If you've been hanging around these pages, you'll know that Aimless Skylarking postings have been sparse over the past month. Before and after a two week vacation to the UK in early May, I spent an inordinate amount of time working here to keep the content coming, even while I was away. Upon return, I was met with a mountain of submissions and a blank slate. Two weeks away was tough on the inspiration, and I spent far too much time trying to catch up. It got the best of me. Then, a one week scheduled mid-summer hiatus to spruce up the website and clear the inbox amounted to not much more than a break, and was extended to two weeks. And then it's been tough getting back into the swing of things for one good reason.

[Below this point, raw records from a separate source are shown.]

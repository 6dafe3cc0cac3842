// SPDX-License-Identifier: AGPL-3.0-or-later
//
// Copyright (C) 2026 The escrow-ledger developers
//
// This program is free software: you can redistribute it and/or modify
// it under the terms of the GNU Affero General Public License as published by
// the Free Software Foundation, either version 3 of the License, or
// (at your option) any later version.
//
// This program is distributed in the hope that it will be useful,
// but WITHOUT ANY WARRANTY; without even the implied warranty of
// MERCHANTABILITY or FITNESS FOR A PARTICULAR PURPOSE. See the
// GNU Affero General Public License for more details.
//
// You should have received a copy of the GNU Affero General Public License
// along with this program. If not, see <https://www.gnu.org/licenses/>.

//! Ledger balance accounts.
//!
//! An account's balance and its entry history live under one mutex, so
//! "balance equals the sum of entries" holds at every observation point.
//! Mutation happens only through [`LedgerStore::apply_journal`], which
//! locks all touched accounts before committing any leg.
//!
//! [`LedgerStore::apply_journal`]: crate::store::LedgerStore::apply_journal

use crate::base::{AccountId, Currency, OwnerId};
use crate::entry::LedgerEntry;
use parking_lot::{Mutex, MutexGuard};
use serde::ser::{Serialize, SerializeStruct, Serializer};
use serde::Deserialize;
use std::fmt;

/// What role an account plays in the money flow.
#[derive(Debug, Clone, Copy, PartialEq, Eq, Hash, serde::Serialize, Deserialize)]
#[serde(rename_all = "snake_case")]
pub enum AccountKind {
    /// Freely spendable user funds.
    Available,
    /// Funds committed to an in-progress deal, held until release or
    /// arbitration.
    Escrow,
    /// Fees and product revenue accrued by the platform. Ownerless.
    PlatformRevenue,
    /// Float held at the external processor; the counterparty leg for
    /// money entering or leaving the platform. Ownerless, credit-normal,
    /// so its balance runs negative while users hold funds.
    Clearing,
}

impl AccountKind {
    /// Available and escrow balances must never go negative; the
    /// platform-level bookkeeping accounts are allowed to.
    pub fn allows_negative(self) -> bool {
        matches!(self, AccountKind::PlatformRevenue | AccountKind::Clearing)
    }

    /// Platform-level kinds are ownerless by construction.
    pub fn is_platform_level(self) -> bool {
        matches!(self, AccountKind::PlatformRevenue | AccountKind::Clearing)
    }

    pub fn as_str(self) -> &'static str {
        match self {
            AccountKind::Available => "available",
            AccountKind::Escrow => "escrow",
            AccountKind::PlatformRevenue => "platform_revenue",
            AccountKind::Clearing => "clearing",
        }
    }
}

impl fmt::Display for AccountKind {
    fn fmt(&self, f: &mut fmt::Formatter<'_>) -> fmt::Result {
        f.write_str(self.as_str())
    }
}

#[derive(Debug)]
pub(crate) struct AccountData {
    pub(crate) balance: i64,
    /// Append-only history; every committed leg lands here.
    pub(crate) entries: Vec<LedgerEntry>,
}

impl AccountData {
    fn new() -> Self {
        Self {
            balance: 0,
            entries: Vec::new(),
        }
    }

    pub(crate) fn entries_total(&self) -> i64 {
        let total: i128 = self.entries.iter().map(|e| e.amount as i128).sum();
        total as i64
    }

    /// Appends a committed entry and updates the balance.
    ///
    /// Callers must have validated the journal beforehand; this is the
    /// commit half of stage-then-commit and cannot fail.
    pub(crate) fn commit(&mut self, entry: LedgerEntry) {
        self.balance += entry.amount;
        self.entries.push(entry);
        debug_assert_eq!(
            self.balance,
            self.entries_total(),
            "invariant violated: balance diverged from entry sum"
        );
    }
}

/// A ledger balance account: optional owner, kind, currency, and the
/// mutex-guarded balance plus entry history.
#[derive(Debug)]
pub struct LedgerAccount {
    id: AccountId,
    owner: Option<OwnerId>,
    kind: AccountKind,
    currency: Currency,
    inner: Mutex<AccountData>,
}

impl LedgerAccount {
    pub(crate) fn new(
        id: AccountId,
        owner: Option<OwnerId>,
        kind: AccountKind,
        currency: Currency,
    ) -> Self {
        debug_assert!(
            !(kind.is_platform_level() && owner.is_some()),
            "platform-level accounts are ownerless"
        );
        Self {
            id,
            owner,
            kind,
            currency,
            inner: Mutex::new(AccountData::new()),
        }
    }

    pub fn id(&self) -> AccountId {
        self.id
    }

    pub fn owner(&self) -> Option<OwnerId> {
        self.owner
    }

    pub fn kind(&self) -> AccountKind {
        self.kind
    }

    pub fn currency(&self) -> &Currency {
        &self.currency
    }

    pub fn balance(&self) -> i64 {
        self.inner.lock().balance
    }

    /// Snapshot of the account's entry history.
    pub fn entries(&self) -> Vec<LedgerEntry> {
        self.inner.lock().entries.clone()
    }

    pub(crate) fn lock(&self) -> MutexGuard<'_, AccountData> {
        self.inner.lock()
    }
}

impl Serialize for LedgerAccount {
    fn serialize<S>(&self, serializer: S) -> Result<S::Ok, S::Error>
    where
        S: Serializer,
    {
        let data = self.inner.lock();
        let mut state = serializer.serialize_struct("LedgerAccount", 5)?;
        state.serialize_field("account", &self.id)?;
        state.serialize_field("owner", &self.owner)?;
        state.serialize_field("kind", &self.kind)?;
        state.serialize_field("currency", &self.currency)?;
        state.serialize_field("balance", &data.balance)?;
        state.end()
    }
}
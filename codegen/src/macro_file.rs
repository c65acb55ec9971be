//! Assembly of a complete C header of macros implementing one Keccak-f instance.

use std::io::Write;

use tracing::{debug, instrument};

use crate::error::CodeGenResult;
use crate::generator::KeccakFCodeGen;
use crate::names::NameBinding;
use crate::polarity::{ChiMask, PolarityTracker};

/// Rates of the standard Keccak instances; those fitting the width get a copy-in macro.
const STANDARD_RATES: [usize; 6] = [576, 832, 1024, 1088, 1152, 1344];

/// Symbol selecting the lane complementing variant of the macros.
pub const LANE_COMPLEMENTING_SYMBOL: &str = "UseLaneComplementing";

impl KeccakFCodeGen {
    /// Rates for which [`gen_macro_file`](Self::gen_macro_file) writes a
    /// `copyFromStateAndXor<rate>bits` macro: the standard ones that fit the state, or the
    /// full width when none does.
    pub fn macro_rates(&self) -> Vec<usize> {
        let rates: Vec<_> = STANDARD_RATES
            .into_iter()
            .filter(|&bits| self.lanes_for_rate(bits).is_ok())
            .collect();
        if rates.is_empty() {
            vec![self.geometry.width()]
        } else {
            rates
        }
    }

    /// Writes a self-contained header: rotation and operator macros, `declareABCDE`,
    /// `prepareTheta`, the round macros `thetaRhoPiChiIotaPrepareTheta(i, A, E)` and
    /// `thetaRhoPiChiIota(i, A, E)`, the marshalling macros and the round constant tables.
    ///
    /// With `lane_complementing`, the round and marshalling macros come in two variants,
    /// the complemented one selected by defining `UseLaneComplementing`.
    #[instrument(skip_all, fields(geometry = %self.geometry.name(), lane_complementing = lane_complementing))]
    pub fn gen_macro_file<W: Write>(&self, out: &mut W, lane_complementing: bool) -> CodeGenResult<()> {
        self.gen_prelude(out)?;

        let standard = NameBinding::standard();
        let mut body = Vec::new();
        self.gen_declarations(&mut body, &standard)?;
        write_macro(out, "declareABCDE", &body)?;

        body.clear();
        self.gen_code_for_prepare_theta(&mut body, &standard)?;
        write_macro(out, "prepareTheta", &body)?;

        if lane_complementing {
            writeln!(out, "#ifdef {LANE_COMPLEMENTING_SYMBOL}")?;
            writeln!(out)?;
            self.gen_variant(out, ChiMask::LANE_COMPLEMENTING)?;
            writeln!(out, "#else /* {LANE_COMPLEMENTING_SYMBOL} */")?;
            writeln!(out)?;
            self.gen_variant(out, ChiMask::NONE)?;
            writeln!(out, "#endif /* {LANE_COMPLEMENTING_SYMBOL} */")?;
            writeln!(out)?;
        } else {
            self.gen_variant(out, ChiMask::NONE)?;
        }

        self.gen_round_constants(out)?;
        debug!(rates = ?self.macro_rates(), "macro file written");
        Ok(())
    }

    fn gen_prelude<W: Write>(&self, out: &mut W) -> CodeGenResult<()> {
        let ws = self.word_size();
        let word_type = self.syntax().word_type();
        let config = &self.config;

        writeln!(out, "/*")?;
        writeln!(out, "Code automatically generated for {}.", self.geometry.name())?;
        writeln!(
            out,
            "Interleaving factor {}, schedule type {}, {}-bit words held in {word_type}.",
            config.interleaving_factor,
            config.schedule,
            ws
        )?;
        writeln!(out, "*/")?;
        writeln!(out)?;

        writeln!(out, "#ifndef ROL{ws}")?;
        if ws < 8 {
            // Only the low bits of the word type are meaningful.
            let mask = (1u32 << ws) - 1;
            writeln!(
                out,
                "#define ROL{ws}(a, offset) (((((UINT8)(a)) << (offset)) ^ ((((UINT8)(a)) & {mask:#x}) >> ({ws}-(offset)))) & {mask:#x})"
            )?;
        } else {
            writeln!(
                out,
                "#define ROL{ws}(a, offset) ((((({word_type})(a)) << (offset)) ^ ((({word_type})(a)) >> ({ws}-(offset)))))"
            )?;
        }
        writeln!(out, "#endif")?;
        writeln!(out)?;

        if config.output_macros {
            let (not_a, not_b) = match self.syntax().word_mask() {
                Some(mask) => (format!("((~(a))&{mask})"), format!("((~(b))&{mask})")),
                None => ("(~(a))".to_string(), "(~(b))".to_string()),
            };
            writeln!(out, "#ifndef XOR{ws}")?;
            writeln!(out, "#define XOR{ws}(a, b) ((a)^(b))")?;
            writeln!(out, "#define XOReq{ws}(a, b) (a) ^= (b)")?;
            writeln!(out, "#define NOT{ws}(a) ({not_a})")?;
            for (op, symbol) in [("AND", '&'), ("OR", '|')] {
                for (suffix, left, right) in [
                    ("", "(a)", "(b)"),
                    ("nu", not_a.as_str(), "(b)"),
                    ("un", "(a)", not_b.as_str()),
                    ("nn", not_a.as_str(), not_b.as_str()),
                ] {
                    writeln!(out, "#define {op}{suffix}{ws}(a, b) ({left}{symbol}{right})")?;
                }
            }
            writeln!(out, "#define CONST{ws}(a) (a)")?;
            writeln!(out, "#endif")?;
            writeln!(out)?;
        }
        Ok(())
    }

    /// Round and marshalling macros for lanes complemented according to `mask` between
    /// rounds.
    fn gen_variant<W: Write>(&self, out: &mut W, mask: ChiMask) -> CodeGenResult<()> {
        let round_names = NameBinding::standard().with_input_output("A##", "E##");
        let in_chi_mask = PolarityTracker::new(mask).chi_input_mask(&self.geometry);
        let mut body = Vec::new();

        for (prepare_theta, name) in [
            (true, "thetaRhoPiChiIotaPrepareTheta(i, A, E)"),
            (false, "thetaRhoPiChiIota(i, A, E)"),
        ] {
            body.clear();
            let mut tracker = PolarityTracker::new(mask);
            self.gen_code_for_round(
                &mut body,
                prepare_theta,
                &mut tracker,
                in_chi_mask,
                mask,
                &round_names,
            )?;
            write_macro(out, name, &body)?;
        }

        let marshal_names = NameBinding::standard().with_input_output("X##", "E");
        for bits in self.macro_rates() {
            body.clear();
            self.gen_copy_from_state_and_xor(&mut body, bits, mask, &marshal_names)?;
            write_macro(
                out,
                &format!("copyFromStateAndXor{bits}bits(X, state, input)"),
                &body,
            )?;
        }

        body.clear();
        self.gen_copy_from_state_and_xor(&mut body, 0, mask, &marshal_names)?;
        write_macro(out, "copyFromState(X, state)", &body)?;

        body.clear();
        self.gen_copy_to_state(&mut body, mask, &marshal_names)?;
        write_macro(out, "copyToState(state, X)", &body)?;

        body.clear();
        let target = marshal_names.with_input_output("Y##", "E");
        self.gen_copy_state_variables(&mut body, &target, &marshal_names)?;
        write_macro(out, "copyStateVariables(X, Y)", &body)?;
        Ok(())
    }
}

/// Writes `body` as the replacement list of `#define signature`.
fn write_macro<W: Write>(out: &mut W, signature: &str, body: &[u8]) -> CodeGenResult<()> {
    writeln!(out, "#define {signature} \\")?;
    for line in String::from_utf8_lossy(body).lines() {
        writeln!(out, "{line} \\")?;
    }
    writeln!(out)?;
    Ok(())
}
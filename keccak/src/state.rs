use alloc::vec::Vec;
use core::array;

/// Number of lanes in every Keccak-f state.
pub const NUM_LANES: usize = 25;

/// One bit per lane, bit `x + 5y` for lane `(x, y)`. For Keccak-f\[25\] this is the whole state;
/// for wider instances it is a slice, or a per-lane flag set such as a complementing mask.
pub type SliceValue = u32;

/// Mask of the 25 meaningful bits of a [`SliceValue`].
pub const SLICE_MASK: SliceValue = (1 << NUM_LANES) - 1;

/// Lane coordinates. `x` selects the sheet (column), `y` the plane (row).
#[derive(Clone, Copy, Debug, PartialEq, Eq, PartialOrd, Ord, Hash)]
pub struct LaneIndex {
    pub x: usize,
    pub y: usize,
}

impl LaneIndex {
    pub const fn new(x: usize, y: usize) -> Self {
        Self { x: x % 5, y: y % 5 }
    }

    pub const fn from_index(index: usize) -> Self {
        Self::new(index % 5, index / 5)
    }

    /// Position of the lane in a `[u64; 25]` state and in a [`SliceValue`].
    pub const fn index(self) -> usize {
        self.x + 5 * self.y
    }

    /// All 25 lanes, plane by plane.
    pub fn all() -> impl Iterator<Item = Self> {
        (0..NUM_LANES).map(Self::from_index)
    }
}

/// Mask of the bits used by a lane of `lane_size` bits.
pub const fn lane_mask(lane_size: usize) -> u64 {
    if lane_size >= 64 {
        u64::MAX
    } else {
        (1 << lane_size) - 1
    }
}

/// Rotates a lane of `lane_size` bits to the left by `amount`.
pub const fn rotate_lane(value: u64, amount: u32, lane_size: usize) -> u64 {
    let mask = lane_mask(lane_size);
    let amount = amount % lane_size as u32;
    let value = value & mask;
    if amount == 0 {
        value
    } else {
        ((value << amount) | (value >> (lane_size as u32 - amount))) & mask
    }
}

/// Splits a lane into `factor` words: bit `i` of the lane goes to bit `i / factor` of word
/// `i % factor`.
pub fn deinterleave(lane: u64, lane_size: usize, factor: usize) -> Vec<u64> {
    let word_size = lane_size / factor;
    (0..factor)
        .map(|z| {
            (0..word_size).fold(0, |word, bit| word | (((lane >> (bit * factor + z)) & 1) << bit))
        })
        .collect()
}

/// Inverse of [`deinterleave`].
pub fn interleave(words: &[u64], lane_size: usize) -> u64 {
    let factor = words.len();
    (0..lane_size).fold(0, |lane, i| lane | (((words[i % factor] >> (i / factor)) & 1) << i))
}

/// Expands a Keccak-f\[25\] state into one-bit lanes.
pub fn slice_to_lanes(value: SliceValue) -> [u64; NUM_LANES] {
    array::from_fn(|i| u64::from((value >> i) & 1))
}

/// Packs one-bit lanes into a Keccak-f\[25\] state.
pub fn lanes_to_slice(lanes: &[u64; NUM_LANES]) -> SliceValue {
    lanes
        .iter()
        .enumerate()
        .fold(0, |value, (i, lane)| value | (((*lane & 1) as SliceValue) << i))
}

Around the time Aimless Skylarking was to come back online, I was hit with a life change that has made me re-evaluate many things in my life. While I love the art of music, and love sharing it here, I myself had forgotten to live and love. Burdened by the humdrum of daily life, I had become a prisoner of those things. All the while, I was trying to be the person I thought all those around me wanted me to be, not what they needed. What they needed was me to be the real me, the one I was before the routines of life dragged me down. And that's the me I needed too. I'd forgotten what it was like to have carefree fun, to go on adventures, to get excited. And to truly be happy, because life is really far too short.
So I am going to take Sturgill Simpson's 'Just Let Go' to heart. I think "Taking a 49 divine day vacation, from reality and all else in between" sounds like my path forward until after Labor Day. I'm working on things in a positive way and I can already see the effects; now, I need to just let go and experience life, and along the way, I hope to find a whole new me.